K太せんせいの放課後の黒板消し63

K太せんせいの「放課後の黒板消し」

 コロナ禍での成長

 出来なかったことが出来るようになることを成長と呼びます。一方で、出来ることが増えることによって生じる「困ったこと」もまた成長の一面ではないかと思う今日この頃です。

コロナ禍はなかなか収束へは向かってくれません。第6波はこれまでのどの波をも超える勢いを見せ、政府の蔓延防止措置は解除されたものの楽観は出来ず、先が見通せない状況が続いています。

学校現場は「不要不急」や「三密」、「緊急事態宣言」や「蔓延防止」などの言葉に、当初は緊張し、残念ながら今はそれらに慣れ、疲弊してきた第5波までの繰り返しの日々とは全く異なった段階に入っていると思います

例えば、クラスの中に陽性者や濃厚接触者がいたということが日常となっている現実や、休校ではなく「学級」単位での閉鎖による対応が行われるようになったこと。国内全体では「みなし」も含めて毎日何万人もの人々が感染する現状に、「いつ当事者になってもおかしくない」という意識が、今や自然です。 

また、オンラインによる授業や課題の提出が当たり前になりつつあることも、2年前にはなかった日常です。「今日休んだ○○君に、プリントを届けてくれるかな?」と家が近いお友だちにお願いする場面は、今や授業中にオンタイムでPDFファイルとして届きます。授業自体もリモートで見られるのですから当然といえば当然ですが、社会全体が、この緊急事態に対応していることはすごいことだと思います。

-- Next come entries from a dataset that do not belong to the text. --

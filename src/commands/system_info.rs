use crate::constants::{
    ACCESS_LOG_CGI, DATE_CGI, FACTORY_DEFAULT_CGI, HARD_FACTORY_DEFAULT_CGI, IMAGE_SIZE_CGI,
    RESTART_CGI, SERVER_REPORT_CGI, SYSTEM_LOG_CGI, VIDEO_STATUS_CGI,
};
use crate::error::Result;
use crate::protocol::{CgiQuery, ParamList, parse_key_values};
use crate::transport::Transport;
use crate::vapix::VapixCam;
use async_trait::async_trait;
use chrono::{Datelike, Local, NaiveDateTime, Timelike};
use log::{info, warn};

#[async_trait]
pub trait SystemInfo: Send + Sync {
    /// Current device date and time, as reported
    async fn get_date_time(&self) -> Result<String>;

    async fn set_date(&self, year: i32, month: u32, day: u32) -> Result<String>;

    async fn set_time(
        &self,
        hour: u32,
        minute: u32,
        second: u32,
        timezone: Option<&str>,
    ) -> Result<String>;

    /// Set date and time together, defaulting to the local clock
    async fn set_date_time(&self, time: Option<NaiveDateTime>) -> Result<String>;

    /// Image width and height for a camera and optional resolution
    async fn get_image_size(&self, camera: u32, resolution: Option<&str>) -> Result<ParamList>;

    async fn get_video_status(&self, camera: u32) -> Result<String>;

    async fn get_server_report(&self) -> Result<String>;

    async fn get_system_log(&self) -> Result<String>;

    async fn get_access_log(&self) -> Result<String>;

    async fn restart(&self) -> Result<String>;

    /// Reset settings to factory defaults, keeping network settings
    async fn factory_default(&self) -> Result<String>;

    /// Reset all settings to factory defaults, including network settings
    async fn hard_factory_default(&self) -> Result<String>;
}

#[async_trait]
impl<T: Transport> SystemInfo for VapixCam<T> {
    async fn get_date_time(&self) -> Result<String> {
        let text = self
            .get_text(DATE_CGI, CgiQuery::new().with("action", "get"))
            .await?;
        Ok(text.trim().to_string())
    }

    async fn set_date(&self, year: i32, month: u32, day: u32) -> Result<String> {
        let query = CgiQuery::new()
            .with("action", "set")
            .with("year", year)
            .with("month", month)
            .with("day", day);
        self.get_text(DATE_CGI, query).await
    }

    async fn set_time(
        &self,
        hour: u32,
        minute: u32,
        second: u32,
        timezone: Option<&str>,
    ) -> Result<String> {
        let query = CgiQuery::new()
            .with("action", "set")
            .with("hour", hour)
            .with("minute", minute)
            .with("second", second)
            .with_opt("timezone", timezone);
        self.get_text(DATE_CGI, query).await
    }

    async fn set_date_time(&self, time: Option<NaiveDateTime>) -> Result<String> {
        let time = time.unwrap_or_else(|| Local::now().naive_local());
        let query = CgiQuery::new()
            .with("action", "set")
            .with("year", time.year())
            .with("month", time.month())
            .with("day", time.day())
            .with("hour", time.hour())
            .with("minute", time.minute())
            .with("second", time.second());
        self.get_text(DATE_CGI, query).await
    }

    async fn get_image_size(&self, camera: u32, resolution: Option<&str>) -> Result<ParamList> {
        let query = CgiQuery::new()
            .with("camera", camera)
            .with_opt("resolution", resolution);
        let text = self.get_text(IMAGE_SIZE_CGI, query).await?;
        Ok(parse_key_values(&text))
    }

    async fn get_video_status(&self, camera: u32) -> Result<String> {
        self.get_text(VIDEO_STATUS_CGI, CgiQuery::new().with("status", camera))
            .await
    }

    async fn get_server_report(&self) -> Result<String> {
        self.get_text(SERVER_REPORT_CGI, CgiQuery::new()).await
    }

    async fn get_system_log(&self) -> Result<String> {
        self.get_text(SYSTEM_LOG_CGI, CgiQuery::new()).await
    }

    async fn get_access_log(&self) -> Result<String> {
        self.get_text(ACCESS_LOG_CGI, CgiQuery::new()).await
    }

    async fn restart(&self) -> Result<String> {
        info!("[{}] Restarting device", self.host());
        self.get_text(RESTART_CGI, CgiQuery::new()).await
    }

    async fn factory_default(&self) -> Result<String> {
        warn!("[{}] Resetting device to factory defaults", self.host());
        self.get_text(FACTORY_DEFAULT_CGI, CgiQuery::new()).await
    }

    async fn hard_factory_default(&self) -> Result<String> {
        warn!("[{}] Hard factory reset, network settings will be lost", self.host());
        self.get_text(HARD_FACTORY_DEFAULT_CGI, CgiQuery::new())
            .await
    }
}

しかし、これら配信が技術的に出来たとしても、それを対面授業以上に活かすことが出来ているかは甚だ疑問です。正直、コロナ禍になんとか「対応」出来ているだけで、活用方法については未だ模索中なのです。

ところが、いつの間にか「当たり前に出来る」こととして、園児から大学生までが画面に向かい、教員もそのカメラの前に立っています。技術的には社会が成長したけれど、内容としてはどうかな?皆が問い直す時なのかも知れません。

「コロナ後」と呼ばれる近い未来、今作られた「当たり前」がしっかりと糧になることを信じて。

■K太せんせい現役教師。教育現場のありのままを伝え、読書案内なども執筆する。